■ **Task requirements**
Could you find every line in the entries below that holds the word "overflow" and copy it?

*** Working data Section Begins ***

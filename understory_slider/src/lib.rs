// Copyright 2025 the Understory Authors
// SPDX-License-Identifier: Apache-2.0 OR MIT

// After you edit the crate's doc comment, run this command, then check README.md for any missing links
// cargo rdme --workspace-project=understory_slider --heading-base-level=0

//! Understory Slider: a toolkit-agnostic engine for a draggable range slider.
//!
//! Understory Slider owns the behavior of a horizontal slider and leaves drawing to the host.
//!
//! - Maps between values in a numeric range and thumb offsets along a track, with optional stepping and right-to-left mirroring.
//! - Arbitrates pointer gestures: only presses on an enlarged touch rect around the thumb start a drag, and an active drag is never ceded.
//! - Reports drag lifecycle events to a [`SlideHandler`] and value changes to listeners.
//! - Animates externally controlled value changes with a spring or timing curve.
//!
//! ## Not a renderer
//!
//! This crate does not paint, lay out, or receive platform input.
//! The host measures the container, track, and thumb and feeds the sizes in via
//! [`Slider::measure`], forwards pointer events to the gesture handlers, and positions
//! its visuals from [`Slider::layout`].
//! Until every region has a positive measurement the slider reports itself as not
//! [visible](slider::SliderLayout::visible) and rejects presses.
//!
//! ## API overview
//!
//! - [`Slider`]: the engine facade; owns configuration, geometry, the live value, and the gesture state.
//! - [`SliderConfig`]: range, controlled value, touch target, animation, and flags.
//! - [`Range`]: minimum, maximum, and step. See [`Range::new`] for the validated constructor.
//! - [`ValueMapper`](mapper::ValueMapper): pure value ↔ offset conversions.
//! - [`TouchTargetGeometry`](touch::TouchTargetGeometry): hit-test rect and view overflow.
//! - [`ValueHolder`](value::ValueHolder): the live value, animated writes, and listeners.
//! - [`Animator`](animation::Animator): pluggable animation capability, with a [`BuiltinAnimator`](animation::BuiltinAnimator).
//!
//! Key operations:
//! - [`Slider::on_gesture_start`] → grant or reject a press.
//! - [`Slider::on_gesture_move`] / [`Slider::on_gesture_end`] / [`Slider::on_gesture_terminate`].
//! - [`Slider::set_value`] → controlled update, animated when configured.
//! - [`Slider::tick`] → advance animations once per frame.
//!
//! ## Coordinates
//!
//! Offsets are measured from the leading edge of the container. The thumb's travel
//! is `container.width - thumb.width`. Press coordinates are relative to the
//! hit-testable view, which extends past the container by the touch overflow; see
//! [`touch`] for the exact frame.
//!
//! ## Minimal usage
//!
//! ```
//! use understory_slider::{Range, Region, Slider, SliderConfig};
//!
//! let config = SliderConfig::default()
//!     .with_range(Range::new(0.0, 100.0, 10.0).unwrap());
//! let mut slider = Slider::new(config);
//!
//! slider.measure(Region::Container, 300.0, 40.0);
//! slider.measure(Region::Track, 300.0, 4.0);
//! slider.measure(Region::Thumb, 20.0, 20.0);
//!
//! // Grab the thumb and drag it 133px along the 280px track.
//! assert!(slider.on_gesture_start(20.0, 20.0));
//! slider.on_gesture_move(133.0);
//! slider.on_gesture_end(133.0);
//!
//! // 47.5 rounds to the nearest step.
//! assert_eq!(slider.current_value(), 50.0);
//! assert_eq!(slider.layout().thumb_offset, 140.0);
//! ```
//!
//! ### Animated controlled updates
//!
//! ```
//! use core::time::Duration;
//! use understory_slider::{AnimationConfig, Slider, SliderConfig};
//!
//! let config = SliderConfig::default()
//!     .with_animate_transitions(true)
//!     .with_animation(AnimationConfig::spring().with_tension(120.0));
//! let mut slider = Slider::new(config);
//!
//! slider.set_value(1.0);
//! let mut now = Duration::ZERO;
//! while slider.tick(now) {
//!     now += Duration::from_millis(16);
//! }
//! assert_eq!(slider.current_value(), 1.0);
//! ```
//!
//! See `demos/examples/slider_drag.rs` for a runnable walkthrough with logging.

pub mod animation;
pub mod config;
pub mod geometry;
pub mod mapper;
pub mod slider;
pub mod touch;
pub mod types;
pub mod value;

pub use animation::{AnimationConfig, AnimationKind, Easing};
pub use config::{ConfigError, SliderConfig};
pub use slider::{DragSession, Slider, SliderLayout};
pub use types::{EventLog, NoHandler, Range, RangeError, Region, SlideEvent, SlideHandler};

*** Working data Section Ends ***
*** Working data Section Begins ***

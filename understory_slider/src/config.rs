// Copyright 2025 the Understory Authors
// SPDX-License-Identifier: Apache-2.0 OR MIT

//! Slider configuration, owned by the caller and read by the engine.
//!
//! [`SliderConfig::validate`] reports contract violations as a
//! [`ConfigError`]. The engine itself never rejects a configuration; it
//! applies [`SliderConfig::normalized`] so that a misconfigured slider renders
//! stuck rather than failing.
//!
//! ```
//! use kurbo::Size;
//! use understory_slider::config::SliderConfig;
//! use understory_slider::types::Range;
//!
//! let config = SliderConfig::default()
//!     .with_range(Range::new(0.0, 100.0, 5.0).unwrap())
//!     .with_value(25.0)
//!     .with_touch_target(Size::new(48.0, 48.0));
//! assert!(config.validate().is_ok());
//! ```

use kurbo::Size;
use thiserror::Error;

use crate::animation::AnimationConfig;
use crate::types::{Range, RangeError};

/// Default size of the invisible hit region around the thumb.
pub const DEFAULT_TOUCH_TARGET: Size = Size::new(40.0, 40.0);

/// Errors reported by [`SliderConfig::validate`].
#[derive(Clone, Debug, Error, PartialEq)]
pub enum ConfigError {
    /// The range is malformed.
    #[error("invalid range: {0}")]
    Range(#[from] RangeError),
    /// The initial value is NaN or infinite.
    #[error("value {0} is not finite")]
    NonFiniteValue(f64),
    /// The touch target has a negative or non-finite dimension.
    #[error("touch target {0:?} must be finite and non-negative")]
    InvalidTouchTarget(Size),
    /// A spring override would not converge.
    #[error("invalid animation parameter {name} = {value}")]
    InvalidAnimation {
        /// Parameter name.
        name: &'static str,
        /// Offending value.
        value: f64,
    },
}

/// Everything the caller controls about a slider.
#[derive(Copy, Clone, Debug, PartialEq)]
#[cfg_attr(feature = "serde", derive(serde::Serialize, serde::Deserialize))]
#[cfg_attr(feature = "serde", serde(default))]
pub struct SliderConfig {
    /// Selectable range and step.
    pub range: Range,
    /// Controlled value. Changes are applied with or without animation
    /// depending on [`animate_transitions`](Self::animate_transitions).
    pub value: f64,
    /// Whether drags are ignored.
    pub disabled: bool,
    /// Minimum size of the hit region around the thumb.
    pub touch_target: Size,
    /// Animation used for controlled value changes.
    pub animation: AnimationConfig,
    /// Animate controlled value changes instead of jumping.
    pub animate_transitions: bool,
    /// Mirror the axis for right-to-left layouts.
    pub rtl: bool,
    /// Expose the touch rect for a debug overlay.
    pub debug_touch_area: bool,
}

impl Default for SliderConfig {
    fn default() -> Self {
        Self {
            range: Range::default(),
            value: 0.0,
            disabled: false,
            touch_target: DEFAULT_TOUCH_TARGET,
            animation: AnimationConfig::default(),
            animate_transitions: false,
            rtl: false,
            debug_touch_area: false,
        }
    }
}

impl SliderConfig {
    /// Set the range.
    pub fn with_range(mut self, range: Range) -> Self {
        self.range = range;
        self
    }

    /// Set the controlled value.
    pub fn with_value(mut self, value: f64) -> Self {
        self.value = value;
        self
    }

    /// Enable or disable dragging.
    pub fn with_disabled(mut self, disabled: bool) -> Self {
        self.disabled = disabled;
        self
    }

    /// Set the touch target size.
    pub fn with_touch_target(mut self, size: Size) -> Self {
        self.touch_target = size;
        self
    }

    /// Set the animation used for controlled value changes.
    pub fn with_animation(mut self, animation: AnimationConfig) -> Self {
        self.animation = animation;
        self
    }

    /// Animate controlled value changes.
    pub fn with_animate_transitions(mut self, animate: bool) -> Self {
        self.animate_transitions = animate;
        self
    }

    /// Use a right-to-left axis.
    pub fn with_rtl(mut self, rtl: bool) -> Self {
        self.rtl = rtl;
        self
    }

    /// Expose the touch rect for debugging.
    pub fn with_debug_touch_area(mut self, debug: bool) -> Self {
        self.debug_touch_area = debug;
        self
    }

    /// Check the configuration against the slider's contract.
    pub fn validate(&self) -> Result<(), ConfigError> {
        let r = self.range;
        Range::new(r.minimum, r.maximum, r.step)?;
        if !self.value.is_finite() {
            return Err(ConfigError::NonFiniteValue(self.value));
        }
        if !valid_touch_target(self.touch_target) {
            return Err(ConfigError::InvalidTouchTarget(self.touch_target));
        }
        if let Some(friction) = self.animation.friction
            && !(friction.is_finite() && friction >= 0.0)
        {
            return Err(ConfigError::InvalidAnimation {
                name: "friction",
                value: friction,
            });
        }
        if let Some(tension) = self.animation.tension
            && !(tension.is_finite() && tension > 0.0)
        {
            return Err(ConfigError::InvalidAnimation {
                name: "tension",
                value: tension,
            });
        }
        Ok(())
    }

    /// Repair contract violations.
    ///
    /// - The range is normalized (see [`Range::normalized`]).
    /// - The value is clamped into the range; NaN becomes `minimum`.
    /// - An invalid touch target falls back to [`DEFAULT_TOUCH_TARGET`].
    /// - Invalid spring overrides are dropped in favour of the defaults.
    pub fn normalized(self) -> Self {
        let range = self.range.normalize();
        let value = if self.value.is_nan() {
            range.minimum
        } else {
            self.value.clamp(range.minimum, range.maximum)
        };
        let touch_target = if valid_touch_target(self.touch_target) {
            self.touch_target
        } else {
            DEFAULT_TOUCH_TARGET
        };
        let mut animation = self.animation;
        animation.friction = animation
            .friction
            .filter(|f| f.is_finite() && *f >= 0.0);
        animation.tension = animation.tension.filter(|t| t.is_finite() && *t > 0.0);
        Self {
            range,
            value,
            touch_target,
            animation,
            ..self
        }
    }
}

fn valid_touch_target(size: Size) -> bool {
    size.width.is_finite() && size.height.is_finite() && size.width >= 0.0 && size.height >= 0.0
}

*** Working data Section Ends ***
*** Working data Section Begins ***

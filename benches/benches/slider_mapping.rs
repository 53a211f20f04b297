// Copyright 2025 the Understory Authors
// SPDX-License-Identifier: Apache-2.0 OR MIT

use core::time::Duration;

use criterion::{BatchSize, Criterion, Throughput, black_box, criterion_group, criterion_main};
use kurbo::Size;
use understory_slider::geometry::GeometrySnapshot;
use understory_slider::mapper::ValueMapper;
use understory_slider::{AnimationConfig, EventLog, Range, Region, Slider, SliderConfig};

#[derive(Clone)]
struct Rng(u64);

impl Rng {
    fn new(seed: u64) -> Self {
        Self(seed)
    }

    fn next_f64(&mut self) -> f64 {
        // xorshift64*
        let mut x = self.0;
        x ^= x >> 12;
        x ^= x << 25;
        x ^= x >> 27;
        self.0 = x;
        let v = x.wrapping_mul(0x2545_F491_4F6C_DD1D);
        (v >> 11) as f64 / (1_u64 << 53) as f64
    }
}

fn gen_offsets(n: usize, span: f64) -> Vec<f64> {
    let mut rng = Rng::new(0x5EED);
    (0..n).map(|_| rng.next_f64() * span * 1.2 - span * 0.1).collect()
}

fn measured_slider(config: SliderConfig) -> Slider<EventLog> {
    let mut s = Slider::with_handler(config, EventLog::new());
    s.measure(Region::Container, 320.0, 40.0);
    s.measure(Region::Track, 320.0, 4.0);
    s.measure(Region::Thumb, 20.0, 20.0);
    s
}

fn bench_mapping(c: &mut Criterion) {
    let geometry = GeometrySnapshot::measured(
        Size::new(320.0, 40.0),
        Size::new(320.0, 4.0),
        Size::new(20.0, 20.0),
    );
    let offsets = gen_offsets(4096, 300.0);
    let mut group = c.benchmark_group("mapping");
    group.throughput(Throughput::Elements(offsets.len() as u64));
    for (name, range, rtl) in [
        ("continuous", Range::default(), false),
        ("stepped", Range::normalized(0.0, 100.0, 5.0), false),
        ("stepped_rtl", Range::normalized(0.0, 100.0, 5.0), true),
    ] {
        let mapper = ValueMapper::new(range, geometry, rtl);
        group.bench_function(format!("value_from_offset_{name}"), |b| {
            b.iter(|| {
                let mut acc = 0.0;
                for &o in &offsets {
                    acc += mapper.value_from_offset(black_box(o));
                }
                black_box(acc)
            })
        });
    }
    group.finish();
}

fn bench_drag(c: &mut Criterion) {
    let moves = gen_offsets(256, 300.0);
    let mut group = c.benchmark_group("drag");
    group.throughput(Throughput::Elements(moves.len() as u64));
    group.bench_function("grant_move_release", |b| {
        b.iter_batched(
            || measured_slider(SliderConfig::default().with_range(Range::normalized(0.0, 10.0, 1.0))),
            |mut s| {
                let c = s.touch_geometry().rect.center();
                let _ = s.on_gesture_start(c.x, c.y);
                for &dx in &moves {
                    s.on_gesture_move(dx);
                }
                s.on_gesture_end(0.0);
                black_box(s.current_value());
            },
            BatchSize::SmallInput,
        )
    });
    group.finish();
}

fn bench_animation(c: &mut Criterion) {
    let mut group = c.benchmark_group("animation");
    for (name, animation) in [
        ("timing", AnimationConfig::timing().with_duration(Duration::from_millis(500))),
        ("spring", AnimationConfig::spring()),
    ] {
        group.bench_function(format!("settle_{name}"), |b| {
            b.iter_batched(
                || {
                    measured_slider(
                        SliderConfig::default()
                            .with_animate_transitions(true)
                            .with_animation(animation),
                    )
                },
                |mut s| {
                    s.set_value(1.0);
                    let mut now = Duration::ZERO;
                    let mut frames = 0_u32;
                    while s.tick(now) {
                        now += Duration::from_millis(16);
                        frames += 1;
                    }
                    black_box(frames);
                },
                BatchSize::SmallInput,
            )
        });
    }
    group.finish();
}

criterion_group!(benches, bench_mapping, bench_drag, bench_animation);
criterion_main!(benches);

*** Working data Section Ends ***

■ **Exercise output**
//! - [`TouchTargetGeometry`](touch::TouchTargetGeometry): hit-test rect and view overflow.
//! hit-testable view, which extends past the container by the touch overflow; see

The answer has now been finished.